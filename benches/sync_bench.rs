// SPDX-License-Identifier: Apache-2.0
// Copyright 2025 itsakeyfut
//
// Licensed under the Apache License, Version 2.0 (the "License");
// you may not use this file except in compliance with the License.
// You may obtain a copy of the License at
//
//     http://www.apache.org/licenses/LICENSE-2.0
//
// Unless required by applicable law or agreed to in writing, software
// distributed under the License is distributed on an "AS IS" BASIS,
// WITHOUT WARRANTIES OR CONDITIONS OF ANY KIND, either express or implied.
// See the License for the specific language governing permissions and
// limitations under the License.


use criterion::{criterion_group, criterion_main, BenchmarkId, Criterion};
use savebridge::core::{
    classify, DirStore, MemFs, MemoryStore, StoreIndex, StoredEntry, SyncEngine,
};
use std::hint::black_box;
use std::sync::Arc;

fn runtime() -> tokio::runtime::Runtime {
    tokio::runtime::Builder::new_current_thread()
        .build()
        .unwrap()
}

fn populated_fs(files: usize) -> MemFs {
    let mut fs = MemFs::new();
    fs.mount("/data").unwrap();
    fs.mkdir("/data/saves").unwrap();
    for i in 0..files {
        fs.write_file(&format!("/data/saves/game{}.sav", i), &[0xAB; 1024])
            .unwrap();
    }
    fs
}

fn classify_benchmark(c: &mut Criterion) {
    let names = [
        "Pokemon Emerald.gba",
        "zelda.sav",
        "zelda.ss12",
        "cheats.cheats",
        "readme.txt",
    ];
    c.bench_function("classify", |b| {
        b.iter(|| {
            for name in names {
                let _ = black_box(classify(black_box(name)));
            }
        });
    });
}

fn export_benchmark(c: &mut Criterion) {
    let mut group = c.benchmark_group("export");
    let rt = runtime();

    for files in [10, 100, 1000] {
        let fs = populated_fs(files);

        // Full export of a fresh tree
        group.bench_with_input(BenchmarkId::new("full", files), &fs, |b, fs| {
            b.iter(|| {
                let mut engine = SyncEngine::new(Arc::new(MemoryStore::new()));
                black_box(rt.block_on(engine.export_to_durable(fs)).unwrap());
            });
        });

        // Nothing dirty: only the scan
        group.bench_with_input(BenchmarkId::new("clean", files), &fs, |b, fs| {
            let mut engine = SyncEngine::new(Arc::new(MemoryStore::new()));
            rt.block_on(engine.export_to_durable(fs)).unwrap();
            b.iter(|| {
                black_box(rt.block_on(engine.export_to_durable(fs)).unwrap());
            });
        });
    }

    group.finish();
}

fn import_benchmark(c: &mut Criterion) {
    let mut group = c.benchmark_group("import");
    let rt = runtime();

    for files in [10, 100, 1000] {
        let mut index = StoreIndex::new();
        index.insert("/data/saves".to_string(), StoredEntry::directory(0));
        for i in 0..files {
            index.insert(
                format!("/data/saves/game{}.sav", i),
                StoredEntry::file(vec![0xAB; 1024], 0),
            );
        }
        let store = Arc::new(MemoryStore::with_index(index));

        group.bench_with_input(BenchmarkId::from_parameter(files), &store, |b, store| {
            b.iter(|| {
                let mut fs = MemFs::new();
                fs.mount("/data").unwrap();
                let mut engine = SyncEngine::new(store.clone());
                black_box(rt.block_on(engine.import_from_durable(&mut fs)).unwrap());
            });
        });
    }

    group.finish();
}

fn index_codec_benchmark(c: &mut Criterion) {
    let mut index = StoreIndex::new();
    for i in 0..500 {
        index.insert(
            format!("/data/states/game{}.ss1", i),
            StoredEntry::file(vec![0x11; 4096], i),
        );
    }
    let encoded = DirStore::encode_index(&index).unwrap();

    c.bench_function("index_encode", |b| {
        b.iter(|| black_box(DirStore::encode_index(black_box(&index)).unwrap()));
    });

    c.bench_function("index_decode", |b| {
        b.iter(|| black_box(DirStore::decode_index(black_box(&encoded)).unwrap()));
    });
}

criterion_group!(
    benches,
    classify_benchmark,
    export_benchmark,
    import_benchmark,
    index_codec_benchmark
);
criterion_main!(benches);
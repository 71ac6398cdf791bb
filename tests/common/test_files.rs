// SPDX-License-Identifier: Apache-2.0
// Copyright 2025 itsakeyfut
//
// Licensed under the Apache License, Version 2.0 (the "License");
// you may not use this file except in compliance with the License.
// You may obtain a copy of the License at
//
//     http://www.apache.org/licenses/LICENSE-2.0
//
// Unless required by applicable law or agreed to in writing, software
// distributed under the License is distributed on an "AS IS" BASIS,
// WITHOUT WARRANTIES OR CONDITIONS OF ANY KIND, either express or implied.
// See the License for the specific language governing permissions and
// limitations under the License.


//! Sample upload contents

/// Fake GBA ROM image with a recognizable header
#[allow(dead_code)]
pub fn rom_image(title: &str) -> Vec<u8> {
    let mut rom = vec![0u8; 0xC0];
    // Entry point branch
    rom[..4].copy_from_slice(&[0x2E, 0x00, 0x00, 0xEA]);
    let len = title.len().min(12);
    rom[0xA0..0xA0 + len].copy_from_slice(&title.as_bytes()[..len]);
    rom
}

/// Battery save filled with a byte pattern
#[allow(dead_code)]
pub fn save_image(fill: u8) -> Vec<u8> {
    vec![fill; 0x8000]
}

/// Cheat file with one code per line
#[allow(dead_code)]
pub fn cheat_file(codes: &[&str]) -> Vec<u8> {
    let mut out = String::from("# cheats\n");
    for code in codes {
        out.push_str(code);
        out.push('\n');
    }
    out.into_bytes()
}
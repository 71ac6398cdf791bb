// SPDX-License-Identifier: Apache-2.0
// Copyright 2025 itsakeyfut
//
// Licensed under the Apache License, Version 2.0 (the "License");
// you may not use this file except in compliance with the License.
// You may obtain a copy of the License at
//
//     http://www.apache.org/licenses/LICENSE-2.0
//
// Unless required by applicable law or agreed to in writing, software
// distributed under the License is distributed on an "AS IS" BASIS,
// WITHOUT WARRANTIES OR CONDITIONS OF ANY KIND, either express or implied.
// See the License for the specific language governing permissions and
// limitations under the License.

//! Save state component flags and file format
//!
//! A save-state operation can be restricted to a subset of the emulator's
//! subsystems. The subset is a bitwise OR of [`SaveStateFlags`] bits:
//!
//! ```text
//! bit 0  SCREENSHOT     frame buffer snapshot
//! bit 1  CHEATS         live cheat list
//! bit 2  SAVEDATA       cartridge (battery) RAM
//! bit 3  RTC            real-time clock
//! bit 4  METADATA       timestamp, title, frame count
//! bit 5  INPUT_REPLAY   recorded input history
//! bit 6  REWIND         rewind buffer
//! ```
//!
//! # Default Masks
//!
//! When the caller does not pass flags, saving includes everything while
//! loading includes everything except `CHEATS`. Restoring a state must not
//! replace the cheats the user has active right now unless asked to.
//!
//! # Save State Format
//!
//! Save-state files are bincode encoded [`SaveState`] values. Components
//! excluded by the flags at save time are stored as `None`. The version
//! number is checked on load.
//!
//! # Example
//!
//! ```
//! use savebridge::core::save_state::{resolve_load_flags, resolve_save_flags, SaveStateFlags};
//!
//! assert_eq!(resolve_save_flags(None), SaveStateFlags::all());
//! assert!(!resolve_load_flags(None).contains(SaveStateFlags::CHEATS));
//! assert_eq!(resolve_save_flags(Some(SaveStateFlags::empty())), SaveStateFlags::empty());
//! ```

use super::codec::decode_bounded;
use super::error::SaveStateError;
use bincode::{config, Decode, Encode};
use bitflags::bitflags;
use chrono::{DateTime, Utc};

/// Save state version for compatibility checking
///
/// Bump whenever the layout of [`SaveState`] changes.
pub const SAVE_STATE_VERSION: u32 = 1;

bitflags! {
    /// Emulator subsystems included in a save-state read or write
    #[derive(Debug, Clone, Copy, PartialEq, Eq, Hash)]
    pub struct SaveStateFlags: u32 {
        const SCREENSHOT = 1 << 0;
        const CHEATS = 1 << 1;
        const SAVEDATA = 1 << 2;
        const RTC = 1 << 3;
        const METADATA = 1 << 4;
        const INPUT_REPLAY = 1 << 5;
        const REWIND = 1 << 6;
    }
}

impl SaveStateFlags {
    /// Mask used for a save when no flags were supplied
    pub const SAVE_DEFAULT: Self = Self::all();

    /// Mask used for a load when no flags were supplied
    pub const LOAD_DEFAULT: Self = Self::all().difference(Self::CHEATS);

    /// Build a mask from raw bits, keeping bits without a name
    ///
    /// Unknown bits are not an error here; the core ignores them.
    pub const fn from_raw(bits: u32) -> Self {
        Self::from_bits_retain(bits)
    }
}

/// Resolve the component mask for a save
///
/// An explicit mask is used verbatim, even when empty.
pub fn resolve_save_flags(explicit: Option<SaveStateFlags>) -> SaveStateFlags {
    explicit.unwrap_or(SaveStateFlags::SAVE_DEFAULT)
}

/// Resolve the component mask for a load
///
/// An explicit mask is used verbatim, even when empty.
pub fn resolve_load_flags(explicit: Option<SaveStateFlags>) -> SaveStateFlags {
    explicit.unwrap_or(SaveStateFlags::LOAD_DEFAULT)
}

/// Complete save-state file
#[derive(Debug, Clone, PartialEq, Encode, Decode)]
pub struct SaveState {
    /// Version number for compatibility checking
    pub version: u32,

    /// Flags the state was written with
    pub flags: u32,

    /// Machine state, always present
    pub machine: MachineState,

    /// Save state metadata (METADATA)
    pub metadata: Option<SaveStateMetadata>,

    /// Cartridge RAM (SAVEDATA)
    pub savedata: Option<Vec<u8>>,

    /// Frame buffer snapshot (SCREENSHOT)
    pub screenshot: Option<Vec<u8>>,

    /// Cheat list (CHEATS)
    pub cheats: Option<Vec<String>>,

    /// Real-time clock (RTC)
    pub rtc: Option<RtcState>,

    /// Input history (INPUT_REPLAY)
    pub input_replay: Option<Vec<u16>>,

    /// Rewind buffer (REWIND)
    pub rewind: Option<Vec<Vec<u8>>>,
}

/// Core execution state that every save-state carries
#[derive(Debug, Clone, Default, PartialEq, Eq, Encode, Decode)]
pub struct MachineState {
    /// Frames executed since the game was loaded
    pub frame_count: u64,

    /// Currently held keys
    pub keys: u16,
}

/// Save state metadata
#[derive(Debug, Clone, PartialEq, Eq, Encode, Decode)]
pub struct SaveStateMetadata {
    /// Creation time, milliseconds since the Unix epoch
    pub timestamp_ms: i64,

    /// Title of the game the state belongs to
    pub game_title: String,

    /// Frame count at save time
    pub frame_count: u64,
}

impl SaveStateMetadata {
    pub fn new(game_title: &str, frame_count: u64) -> Self {
        Self {
            timestamp_ms: Utc::now().timestamp_millis(),
            game_title: game_title.to_string(),
            frame_count,
        }
    }

    /// Creation time as a UTC timestamp
    pub fn timestamp(&self) -> Option<DateTime<Utc>> {
        DateTime::from_timestamp_millis(self.timestamp_ms)
    }
}

/// Real-time clock state
#[derive(Debug, Clone, Copy, Default, PartialEq, Eq, Encode, Decode)]
pub struct RtcState {
    /// Offset from host time in seconds
    pub offset_secs: i64,

    /// Last latched clock value
    pub latched: u64,
}

impl SaveState {
    /// Create an empty save state carrying only machine state
    pub fn new(flags: SaveStateFlags, machine: MachineState) -> Self {
        Self {
            version: SAVE_STATE_VERSION,
            flags: flags.bits(),
            machine,
            metadata: None,
            savedata: None,
            screenshot: None,
            cheats: None,
            rtc: None,
            input_replay: None,
            rewind: None,
        }
    }

    /// Flags the state was written with
    pub fn flags(&self) -> SaveStateFlags {
        SaveStateFlags::from_raw(self.flags)
    }

    /// Serialize to bytes
    pub fn to_bytes(&self) -> Result<Vec<u8>, SaveStateError> {
        Ok(bincode::encode_to_vec(self, config::standard())?)
    }

    /// Deserialize from bytes and verify version compatibility
    ///
    /// # Errors
    ///
    /// Returns error if decoding fails, a length inside the file claims
    /// more data than the file holds, or the version does not match
    /// [`SAVE_STATE_VERSION`].
    pub fn from_bytes(data: &[u8]) -> Result<Self, SaveStateError> {
        let (state, _): (SaveState, usize) = decode_bounded(data)?;

        if state.version != SAVE_STATE_VERSION {
            return Err(SaveStateError::IncompatibleVersion {
                expected: SAVE_STATE_VERSION,
                got: state.version,
            });
        }

        Ok(state)
    }
}
// SPDX-License-Identifier: Apache-2.0
// Copyright 2025 itsakeyfut
//
// Licensed under the Apache License, Version 2.0 (the "License");
// you may not use this file except in compliance with the License.
// You may obtain a copy of the License at
//
//     http://www.apache.org/licenses/LICENSE-2.0
//
// Unless required by applicable law or agreed to in writing, software
// distributed under the License is distributed on an "AS IS" BASIS,
// WITHOUT WARRANTIES OR CONDITIONS OF ANY KIND, either express or implied.
// See the License for the specific language governing permissions and
// limitations under the License.

//! Persistence bridge components
//!
//! Leaf modules first:
//! - `classifier`: upload extension classification
//! - `codec`: size-bounded bincode decoding
//! - `save_state`: save-state component flags and file format
//! - `memfs`: synchronous in-memory filesystem
//! - `layout`: fixed directory taxonomy and its bootstrap
//! - `durable`: async durable stores
//! - `sync`: import/export between memory and the durable store
//! - `router`, `session`: upload placement and loaded-game tracking
//! - `emulator`, `headless`: the core boundary and a reference core
//! - `bridge`: the state machine tying it all together

pub mod bridge;
pub mod classifier;
pub mod codec;
pub mod config;
pub mod durable;
pub mod emulator;
pub mod error;
pub mod headless;
pub mod layout;
pub mod memfs;
pub mod router;
pub mod save_state;
pub mod session;
pub mod sync;

// Re-export commonly used types
pub use bridge::{Bridge, BridgeState};
pub use classifier::{classify, IngestKind, UploadClass};
pub use config::{BridgeConfig, ImportFailurePolicy};
pub use durable::{DirStore, DurableStore, MemoryStore, StoreIndex, StoredEntry, StoredKind};
pub use emulator::{EmulatorCore, MainLoopTiming, TimingMode};
pub use error::{BridgeError, ClassifyError, FsError, Result, SaveStateError, StoreError};
pub use headless::HeadlessCore;
pub use layout::{Directory, Layout};
pub use memfs::MemFs;
pub use save_state::{resolve_load_flags, resolve_save_flags, SaveState, SaveStateFlags};
pub use session::GameSession;
pub use sync::{SyncEngine, SyncReport};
────────────────
Task to complete - In the records above, find the lines containing "derive" and copy them.

Reply to the exercise -
    #[derive(Debug, Clone, Copy, PartialEq, Eq, Hash)]
#[derive(Debug, Clone, PartialEq, Encode, Decode)]
#[derive(Debug, Clone, Default, PartialEq, Eq, Encode, Decode)]
#[derive(Debug, Clone, PartialEq, Eq, Encode, Decode)]
#[derive(Debug, Clone, Copy, Default, PartialEq, Eq, Encode, Decode)]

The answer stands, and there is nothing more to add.